╔══

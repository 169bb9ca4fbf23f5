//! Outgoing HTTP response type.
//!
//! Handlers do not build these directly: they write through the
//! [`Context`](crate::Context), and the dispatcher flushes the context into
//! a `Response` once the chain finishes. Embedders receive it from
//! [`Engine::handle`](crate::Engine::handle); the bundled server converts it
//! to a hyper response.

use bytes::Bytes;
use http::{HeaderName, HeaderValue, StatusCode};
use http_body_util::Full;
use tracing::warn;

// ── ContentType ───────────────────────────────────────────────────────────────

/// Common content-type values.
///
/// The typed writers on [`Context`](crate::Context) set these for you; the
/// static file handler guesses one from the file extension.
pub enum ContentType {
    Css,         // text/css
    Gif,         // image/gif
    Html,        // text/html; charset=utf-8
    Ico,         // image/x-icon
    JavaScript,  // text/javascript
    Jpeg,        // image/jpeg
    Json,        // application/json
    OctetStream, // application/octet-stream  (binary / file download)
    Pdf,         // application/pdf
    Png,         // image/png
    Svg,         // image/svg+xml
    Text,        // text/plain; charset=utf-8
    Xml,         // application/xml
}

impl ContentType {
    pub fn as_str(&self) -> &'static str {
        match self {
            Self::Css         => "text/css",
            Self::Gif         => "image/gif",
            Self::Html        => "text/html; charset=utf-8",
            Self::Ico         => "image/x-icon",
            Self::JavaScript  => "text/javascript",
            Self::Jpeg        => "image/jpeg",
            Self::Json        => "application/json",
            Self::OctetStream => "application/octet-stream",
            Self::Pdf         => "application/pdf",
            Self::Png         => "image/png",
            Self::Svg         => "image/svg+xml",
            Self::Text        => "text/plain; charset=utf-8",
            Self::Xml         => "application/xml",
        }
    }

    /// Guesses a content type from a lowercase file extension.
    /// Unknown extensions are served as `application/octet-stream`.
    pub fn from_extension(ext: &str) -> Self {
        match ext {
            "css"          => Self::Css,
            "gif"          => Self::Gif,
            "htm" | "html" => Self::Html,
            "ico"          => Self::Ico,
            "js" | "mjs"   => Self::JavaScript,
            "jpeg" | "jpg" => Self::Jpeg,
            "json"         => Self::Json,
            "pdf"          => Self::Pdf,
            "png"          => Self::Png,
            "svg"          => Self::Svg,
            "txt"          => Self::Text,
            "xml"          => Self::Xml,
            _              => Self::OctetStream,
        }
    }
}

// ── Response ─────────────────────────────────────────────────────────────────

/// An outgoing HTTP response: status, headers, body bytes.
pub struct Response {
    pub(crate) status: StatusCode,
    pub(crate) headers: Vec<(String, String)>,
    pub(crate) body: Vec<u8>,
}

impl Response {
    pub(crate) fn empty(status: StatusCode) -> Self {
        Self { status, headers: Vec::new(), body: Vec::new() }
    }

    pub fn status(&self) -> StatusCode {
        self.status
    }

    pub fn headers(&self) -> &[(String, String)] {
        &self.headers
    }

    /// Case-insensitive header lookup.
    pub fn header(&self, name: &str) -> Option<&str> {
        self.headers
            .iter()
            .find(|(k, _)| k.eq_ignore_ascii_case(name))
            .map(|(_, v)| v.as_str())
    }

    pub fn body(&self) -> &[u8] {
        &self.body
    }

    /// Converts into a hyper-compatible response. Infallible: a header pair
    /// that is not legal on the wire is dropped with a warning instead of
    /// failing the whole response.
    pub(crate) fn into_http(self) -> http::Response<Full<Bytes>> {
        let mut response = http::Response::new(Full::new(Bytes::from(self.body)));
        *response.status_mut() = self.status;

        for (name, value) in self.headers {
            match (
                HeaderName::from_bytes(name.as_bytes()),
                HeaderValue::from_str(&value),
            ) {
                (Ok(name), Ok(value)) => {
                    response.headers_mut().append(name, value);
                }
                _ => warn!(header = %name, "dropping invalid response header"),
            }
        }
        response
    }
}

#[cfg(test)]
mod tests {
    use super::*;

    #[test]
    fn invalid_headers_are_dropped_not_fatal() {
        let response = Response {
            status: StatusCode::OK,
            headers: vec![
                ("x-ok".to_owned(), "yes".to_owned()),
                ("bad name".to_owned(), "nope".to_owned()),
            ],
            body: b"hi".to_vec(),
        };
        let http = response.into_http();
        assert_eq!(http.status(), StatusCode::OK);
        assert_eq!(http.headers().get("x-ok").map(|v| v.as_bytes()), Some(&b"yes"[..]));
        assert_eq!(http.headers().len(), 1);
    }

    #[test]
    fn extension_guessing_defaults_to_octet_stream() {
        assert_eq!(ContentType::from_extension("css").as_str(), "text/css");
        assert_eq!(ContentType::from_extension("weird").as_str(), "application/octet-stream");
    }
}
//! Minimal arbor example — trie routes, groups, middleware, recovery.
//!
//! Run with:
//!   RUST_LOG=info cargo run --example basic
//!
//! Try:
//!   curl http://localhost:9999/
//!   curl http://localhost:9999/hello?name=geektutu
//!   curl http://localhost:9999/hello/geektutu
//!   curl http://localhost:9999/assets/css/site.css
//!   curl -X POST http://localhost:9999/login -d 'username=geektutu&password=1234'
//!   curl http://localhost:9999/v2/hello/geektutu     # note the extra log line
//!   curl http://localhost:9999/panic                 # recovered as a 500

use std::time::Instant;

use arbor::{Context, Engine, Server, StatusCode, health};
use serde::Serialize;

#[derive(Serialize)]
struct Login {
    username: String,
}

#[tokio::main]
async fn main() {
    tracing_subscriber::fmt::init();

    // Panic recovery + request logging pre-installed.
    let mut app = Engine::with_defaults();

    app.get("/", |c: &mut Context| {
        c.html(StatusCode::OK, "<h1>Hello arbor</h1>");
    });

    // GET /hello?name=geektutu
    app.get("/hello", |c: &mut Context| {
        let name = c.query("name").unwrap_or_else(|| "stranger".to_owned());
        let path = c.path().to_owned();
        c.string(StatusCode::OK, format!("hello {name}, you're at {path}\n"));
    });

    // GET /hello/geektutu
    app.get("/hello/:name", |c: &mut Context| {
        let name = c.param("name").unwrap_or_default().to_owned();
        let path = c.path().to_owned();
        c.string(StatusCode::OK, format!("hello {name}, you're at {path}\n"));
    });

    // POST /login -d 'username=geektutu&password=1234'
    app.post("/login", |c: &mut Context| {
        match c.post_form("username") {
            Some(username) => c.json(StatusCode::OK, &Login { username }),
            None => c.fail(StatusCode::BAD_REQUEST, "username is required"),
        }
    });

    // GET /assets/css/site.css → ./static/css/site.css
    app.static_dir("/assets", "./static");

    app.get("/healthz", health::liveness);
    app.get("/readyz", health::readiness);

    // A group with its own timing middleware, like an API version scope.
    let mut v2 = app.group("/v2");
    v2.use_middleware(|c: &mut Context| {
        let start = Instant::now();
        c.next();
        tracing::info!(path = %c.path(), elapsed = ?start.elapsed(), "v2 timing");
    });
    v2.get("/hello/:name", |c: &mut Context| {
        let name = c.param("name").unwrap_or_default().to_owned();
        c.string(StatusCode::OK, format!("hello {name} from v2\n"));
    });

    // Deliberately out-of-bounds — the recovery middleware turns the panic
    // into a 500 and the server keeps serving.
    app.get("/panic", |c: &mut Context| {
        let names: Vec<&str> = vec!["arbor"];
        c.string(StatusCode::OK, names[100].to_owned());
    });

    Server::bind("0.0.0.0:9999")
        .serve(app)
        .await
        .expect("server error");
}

╚══

The lines holding the word "example" are the answer. Find them in the entries and copy them.

//! Minimal arbor example — trie routes, groups, middleware, recovery.
//!   RUST_LOG=info cargo run --example basic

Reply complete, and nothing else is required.